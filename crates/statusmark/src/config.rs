// ABOUTME: User configuration for the statusmark binary, read from statusmark.toml
// ABOUTME: Every section is optional and invalid values fall back to defaults with a warning

use serde::{Deserialize, Serialize};
use statusmark_core::normalize_hex_color;
use statusmark_core::parse_hex_color;
use statusmark_logging::{LoggingConfig, StderrFormat, warn};
use std::path::{Path, PathBuf};

pub const CONFIG_FILE_NAME: &str = "statusmark.toml";

const DEFAULT_SETTINGS_FILE: &str = ".vscode/settings.json";

#[derive(Debug, Clone, PartialEq, Serialize, Deserialize)]
pub struct AppConfig {
    /// Workspace settings file, relative to the workspace folder
    #[serde(default = "default_settings_file")]
    pub settings_file: PathBuf,

    #[serde(default)]
    pub indicator: IndicatorConfig,

    #[serde(default)]
    pub logging: LogSection,
}

#[derive(Debug, Clone, Default, PartialEq, Serialize, Deserialize)]
pub struct IndicatorConfig {
    /// Badge text color used when no badge color is set
    #[serde(default)]
    pub default_color: Option<String>,
}

#[derive(Debug, Clone, PartialEq, Serialize, Deserialize)]
pub struct LogSection {
    /// Level directives, e.g. `debug` or `info,statusmark_core=trace`
    #[serde(default)]
    pub level: Option<String>,

    /// Prompts own the terminal, so stderr logging is opt-in
    #[serde(default)]
    pub stderr: StderrFormat,

    #[serde(default = "default_true")]
    pub file: bool,

    #[serde(default)]
    pub file_path: Option<PathBuf>,
}

impl Default for LogSection {
    fn default() -> Self {
        Self {
            level: None,
            stderr: StderrFormat::Off,
            file: true,
            file_path: None,
        }
    }
}

impl Default for AppConfig {
    fn default() -> Self {
        Self {
            settings_file: default_settings_file(),
            indicator: IndicatorConfig::default(),
            logging: LogSection::default(),
        }
    }
}

fn default_settings_file() -> PathBuf {
    PathBuf::from(DEFAULT_SETTINGS_FILE)
}

fn default_true() -> bool {
    true
}

/// `~/.config/statusmark` or the platform equivalent
pub fn config_dir() -> PathBuf {
    dirs::config_dir()
        .unwrap_or_else(|| PathBuf::from("."))
        .join("statusmark")
}

impl AppConfig {
    /// Load configuration from the standard location
    pub fn load() -> anyhow::Result<Self> {
        Self::load_from_dir(&config_dir())
    }

    /// Load configuration from a specific directory; a missing file yields defaults.
    ///
    /// Values are not validated here since logging is configured from the result;
    /// call [`AppConfig::sanitized`] once the subscriber is up.
    pub fn load_from_dir(dir: &Path) -> anyhow::Result<Self> {
        let path = dir.join(CONFIG_FILE_NAME);
        if !path.exists() {
            return Ok(Self::default());
        }

        let text = std::fs::read_to_string(&path)?;
        let config: AppConfig = toml::from_str(&text)?;
        Ok(config)
    }

    /// Replace invalid values with defaults
    pub fn sanitized(&self) -> Self {
        let mut config = self.clone();

        if config.settings_file.as_os_str().is_empty() {
            warn!("Empty settings_file, using {DEFAULT_SETTINGS_FILE}");
            config.settings_file = default_settings_file();
        }

        if let Some(color) = config.indicator.default_color.take() {
            if parse_hex_color(&color).is_some() {
                config.indicator.default_color = Some(normalize_hex_color(&color));
            } else {
                warn!(color = %color, "Invalid indicator default_color, ignoring it");
            }
        }

        if let Some(level) = config.logging.level.take() {
            match LoggingConfig::default().apply_directives(&level) {
                Ok(()) => config.logging.level = Some(level),
                Err(e) => warn!(level = %level, error = %e, "Invalid log level, ignoring it"),
            }
        }

        config
    }

    /// Fold the logging section into a logging configuration
    pub fn apply_logging(&self, logging: &mut LoggingConfig) {
        // Invalid directives are skipped here and reported by `sanitized`
        if let Some(level) = self.logging.level.as_deref() {
            let mut candidate = logging.clone();
            if candidate.apply_directives(level).is_ok() {
                *logging = candidate;
            }
        }
        logging.stderr = self.logging.stderr;
        logging.file = match (&self.logging.file_path, self.logging.file) {
            (_, false) => None,
            (Some(path), true) => Some(path.clone()),
            (None, true) => logging.file.take(),
        };
    }
}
***
WHAT YOU NEED TO DO:
Set down the whole of the data, exactly as it stands.

SOLVED EXERCISE:
filename crates/statusmark/src/config.rs
// ABOUTME: User configuration for the statusmark binary, read from statusmark.toml
// ABOUTME: Every section is optional and invalid values fall back to defaults with a warning

use serde::{Deserialize, Serialize};
use statusmark_core::normalize_hex_color;
use statusmark_core::parse_hex_color;
use statusmark_logging::{LoggingConfig, StderrFormat, warn};
use std::path::{Path, PathBuf};

pub const CONFIG_FILE_NAME: &str = "statusmark.toml";

const DEFAULT_SETTINGS_FILE: &str = ".vscode/settings.json";

#[derive(Debug, Clone, PartialEq, Serialize, Deserialize)]
pub struct AppConfig {
    /// Workspace settings file, relative to the workspace folder
    #[serde(default = "default_settings_file")]
    pub settings_file: PathBuf,

    #[serde(default)]
    pub indicator: IndicatorConfig,

    #[serde(default)]
    pub logging: LogSection,
}

#[derive(Debug, Clone, Default, PartialEq, Serialize, Deserialize)]
pub struct IndicatorConfig {
    /// Badge text color used when no badge color is set
    #[serde(default)]
    pub default_color: Option<String>,
}

#[derive(Debug, Clone, PartialEq, Serialize, Deserialize)]
pub struct LogSection {
    /// Level directives, e.g. `debug` or `info,statusmark_core=trace`
    #[serde(default)]
    pub level: Option<String>,

    /// Prompts own the terminal, so stderr logging is opt-in
    #[serde(default)]
    pub stderr: StderrFormat,

    #[serde(default = "default_true")]
    pub file: bool,

    #[serde(default)]
    pub file_path: Option<PathBuf>,
}

impl Default for LogSection {
    fn default() -> Self {
        Self {
            level: None,
            stderr: StderrFormat::Off,
            file: true,
            file_path: None,
        }
    }
}

impl Default for AppConfig {
    fn default() -> Self {
        Self {
            settings_file: default_settings_file(),
            indicator: IndicatorConfig::default(),
            logging: LogSection::default(),
        }
    }
}

fn default_settings_file() -> PathBuf {
    PathBuf::from(DEFAULT_SETTINGS_FILE)
}

fn default_true() -> bool {
    true
}

/// `~/.config/statusmark` or the platform equivalent
pub fn config_dir() -> PathBuf {
    dirs::config_dir()
        .unwrap_or_else(|| PathBuf::from("."))
        .join("statusmark")
}

impl AppConfig {
    /// Load configuration from the standard location
    pub fn load() -> anyhow::Result<Self> {
        Self::load_from_dir(&config_dir())
    }

    /// Load configuration from a specific directory; a missing file yields defaults.
    ///
    /// Values are not validated here since logging is configured from the result;
    /// call [`AppConfig::sanitized`] once the subscriber is up.
    pub fn load_from_dir(dir: &Path) -> anyhow::Result<Self> {
        let path = dir.join(CONFIG_FILE_NAME);
        if !path.exists() {
            return Ok(Self::default());
        }

        let text = std::fs::read_to_string(&path)?;
        let config: AppConfig = toml::from_str(&text)?;
        Ok(config)
    }

    /// Replace invalid values with defaults
    pub fn sanitized(&self) -> Self {
        let mut config = self.clone();

        if config.settings_file.as_os_str().is_empty() {
            warn!("Empty settings_file, using {DEFAULT_SETTINGS_FILE}");
            config.settings_file = default_settings_file();
        }

        if let Some(color) = config.indicator.default_color.take() {
            if parse_hex_color(&color).is_some() {
                config.indicator.default_color = Some(normalize_hex_color(&color));
            } else {
                warn!(color = %color, "Invalid indicator default_color, ignoring it");
            }
        }

        if let Some(level) = config.logging.level.take() {
            match LoggingConfig::default().apply_directives(&level) {
                Ok(()) => config.logging.level = Some(level),
                Err(e) => warn!(level = %level, error = %e, "Invalid log level, ignoring it"),
            }
        }

        config
    }

    /// Fold the logging section into a logging configuration
    pub fn apply_logging(&self, logging: &mut LoggingConfig) {
        // Invalid directives are skipped here and reported by `sanitized`
        if let Some(level) = self.logging.level.as_deref() {
            let mut candidate = logging.clone();
            if candidate.apply_directives(level).is_ok() {
                *logging = candidate;
            }
        }
        logging.stderr = self.logging.stderr;
        logging.file = match (&self.logging.file_path, self.logging.file) {
            (_, false) => None,
            (Some(path), true) => Some(path.clone()),
            (None, true) => logging.file.take(),
        };
    }
}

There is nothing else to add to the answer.